While querying the system, I have stumbled on strange URIs for drugs, I am copying one here as an example:
They come from adverse events (aers.data2semantics.org). The identity resolution service doesn't come with them.
Is this an error, or is there some rationale behind these URIs ?
The loaded AERS dataset (2012-07-09) unfortunately contains many strange and duplicated identifiers, e.g.
The URIs seem to correspond 1-1 to a URI %-escape of the first 45 characters of the rdfs:label with spaces replaced with _, e.g. "ATARAX-P /00058402/"
In the corresponding IRS linkset from AERS to Drugbank you will find even more of these duplicates, e.g.
<http://www4.wiwiss.fu-berlin.de/drugbank/resource/drugs/DB00557> skos:exactMatch <http://aers.data2semantics.org/resource/drug/ATARAX>, <http://aers.data2semantics.org/resource/drug/ATARAXOID>, <http://aers.data2semantics.org/resource/drug/ATARAX_%2F00595201%2F>, <http://aers.data2semantics.org/resource /drug/ATARAX_____________________________%2F00058402%2F>, <http://aers.data2semantics.org/resource/drug/ATARAX_____________________________%2F00058403%2F> .
The upstream http://aers.data2semantics.org/ is unfortunately currently not available.

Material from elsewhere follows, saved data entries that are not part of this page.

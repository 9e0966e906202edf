use serde::{Deserialize, Serialize};

#[derive(Debug, Clone, Copy, PartialEq, Serialize, Deserialize)]
pub struct Point {
    pub x: f64,
    pub y: f64,
}

impl Point {
    pub fn new(x: f64, y: f64) -> Self {
        Self { x, y }
    }

    pub fn distance_sq(&self, other: &Point) -> f64 {
        let dx = self.x - other.x;
        let dy = self.y - other.y;
        dx * dx + dy * dy
    }
}

#[derive(Debug, Clone, Copy, PartialEq, Serialize, Deserialize)]
pub struct Rect {
    pub x: f64,
    pub y: f64,
    pub w: f64,
    pub h: f64,
}

impl Rect {
    pub fn new(x: f64, y: f64, w: f64, h: f64) -> Self {
        Self { x, y, w, h }
    }

    pub fn right(&self) -> f64 {
        self.x + self.w
    }

    pub fn bottom(&self) -> f64 {
        self.y + self.h
    }

    pub fn contains(&self, p: Point) -> bool {
        p.x >= self.x && p.x <= self.right() && p.y >= self.y && p.y <= self.bottom()
    }
}

/// The drawable area handed to a view, in logical pixels.
#[derive(Debug, Clone, Copy, PartialEq, Serialize, Deserialize)]
pub struct Viewport {
    pub x: f64,
    pub y: f64,
    pub width: f64,
    pub height: f64,
    /// Device pixel ratio.
    pub dpr: f64,
}

impl Viewport {
    pub fn new(width: f64, height: f64) -> Self {
        Self {
            x: 0.0,
            y: 0.0,
            width,
            height,
            dpr: 1.0,
        }
    }

    pub fn is_empty(&self) -> bool {
        !(self.width > 0.0 && self.height > 0.0)
    }
}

When querying the IRS mapUri method for one of these URIs, take care to double-escape those %s to %25, e.g. https://beta.openphacts.org/1.5/mapUri?app_id=161aeb7d&app_key=bbcba81896020f0b95e3dd35b55e3345&Uri=http%3A%2F%2Faers.data2semantics.org%2Fresource%2Fdrug%2FZOPICLONE__________%2528ZOPICLONE%2529
or if you have your own IRS instance, for example http://heater.cs.man.ac.uk:3004/QueryExpander/mapUri?Uri=http%3A%2F%2Faers.data2semantics.org%2Fresource%2Fdrug%2FATARAX_____________________________%252F00058402%252F&lensUri=http%3A%2F%2Fopenphacts.org%2Fspecs%2F%2FLens%2FDefault&Pattern+Filter=&overridePredicateURI=&format=text%2Fhtml
For the example you found, I can confirm that "ATARAX-P" is not part of the linkset, and therefore not recognized by the IMS. It seems the AERS linkset is newer than the AERS datadump, which could explain the mismatch. I have tracked this as in Open PHACTS' issue tracker so that we can update the AERS data to make these identifiers match.

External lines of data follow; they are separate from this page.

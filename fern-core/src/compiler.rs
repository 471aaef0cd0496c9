//! Front-end driver: source text in, arena-backed token stream out.
//!
//! The parser consumes the lexer directly; this driver is what the CLI
//! and tests use when they want the whole stream plus diagnostics.

use std::fs;
use std::path::Path;

use tracing::debug;

use crate::arena::Arena;
use crate::diagnostic::Diagnostic;
use crate::error::{ArenaError, CoreError};
use crate::lexer::Lexer;
use crate::source_str::SourceStr;
use crate::token::{Token, TokenKind};
use crate::vec::ArenaVec;

/// Every token of one source file, ending with EOF.
#[derive(Debug)]
pub struct TokenStream<'a> {
    tokens: ArenaVec<'a, Token<'a>>,
    diagnostics: Vec<Diagnostic>,
    source: SourceStr<'a>,
}

impl<'a> TokenStream<'a> {
    pub fn tokens(&self) -> &[Token<'a>] {
        self.tokens.as_slice()
    }

    pub fn diagnostics(&self) -> &[Diagnostic] {
        &self.diagnostics
    }

    pub fn source(&self) -> SourceStr<'a> {
        self.source
    }

    pub fn has_errors(&self) -> bool {
        self.diagnostics.iter().any(Diagnostic::is_error)
    }

    /// Fail with [`CoreError::Lex`] when any error was reported.
    pub fn into_result(self) -> Result<TokenStream<'a>, CoreError> {
        if self.has_errors() {
            Err(CoreError::Lex(self.diagnostics))
        } else {
            Ok(self)
        }
    }
}

/// Intern `filename` and `source` in the arena and lex to EOF.
pub fn tokenize<'a>(
    arena: &'a Arena,
    filename: &str,
    source: &str,
) -> Result<TokenStream<'a>, CoreError> {
    let filename = SourceStr::new(arena, filename)?;
    let source = SourceStr::new(arena, source)?;
    Ok(tokenize_source(arena, filename, source)?)
}

/// Lex text that already lives in the arena.
pub fn tokenize_source<'a>(
    arena: &'a Arena,
    filename: SourceStr<'a>,
    source: SourceStr<'a>,
) -> Result<TokenStream<'a>, ArenaError> {
    let mut tokens = ArenaVec::new(arena)?;
    let mut diagnostics = Vec::new();

    for token in Lexer::from_source(source).with_filename(filename).tokens() {
        if let Some(diagnostic) = Diagnostic::from_token(&token, source) {
            diagnostics.push(diagnostic);
        }
        tokens.push(token)?;
    }

    debug!(
        file = %filename,
        tokens = tokens.len(),
        errors = diagnostics.len(),
        "tokenized"
    );
    Ok(TokenStream {
        tokens,
        diagnostics,
        source,
    })
}

/// Read a file into arena memory.
pub fn read_source<'a>(arena: &'a Arena, path: impl AsRef<Path>) -> Result<SourceStr<'a>, CoreError> {
    let bytes = fs::read(path.as_ref())?;
    Ok(SourceStr::from_bytes(arena, &bytes)?)
}

pub fn tokenize_file<'a>(arena: &'a Arena, path: impl AsRef<Path>) -> Result<TokenStream<'a>, CoreError> {
    let path = path.as_ref();
    let source = read_source(arena, path)?;
    let filename = SourceStr::new(arena, &path.display().to_string())?;
    Ok(tokenize_source(arena, filename, source)?)
}

/// Kinds of a token slice; handy for assertions and debugging output.
pub fn token_kinds(tokens: &[Token<'_>]) -> Vec<TokenKind> {
    tokens.iter().map(|token| token.kind).collect()
}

It seems the "real" AERS drug identifier is the number after /, e.g. /00058402/ (when present) - which also http://aers.data2semantics.org/resource/drug/VISTARIL___________________________%2F00058402%2F - this IS in the IMS as:
<http://www4.wiwiss.fu-berlin.de/drugbank/resource/drugs/DB00557> skos:exactMatch <http://aers.data2semantics.org/resource/drug/VISTARIL___________________________%2F00058402%2F>.
it is one of the datasets in 1.5 (aers.data2semantics.org).
I retrieved it via a SPARQL query directly (it is for all compounds with adverse events in a tissue, and it's federated with meddra to resolve it).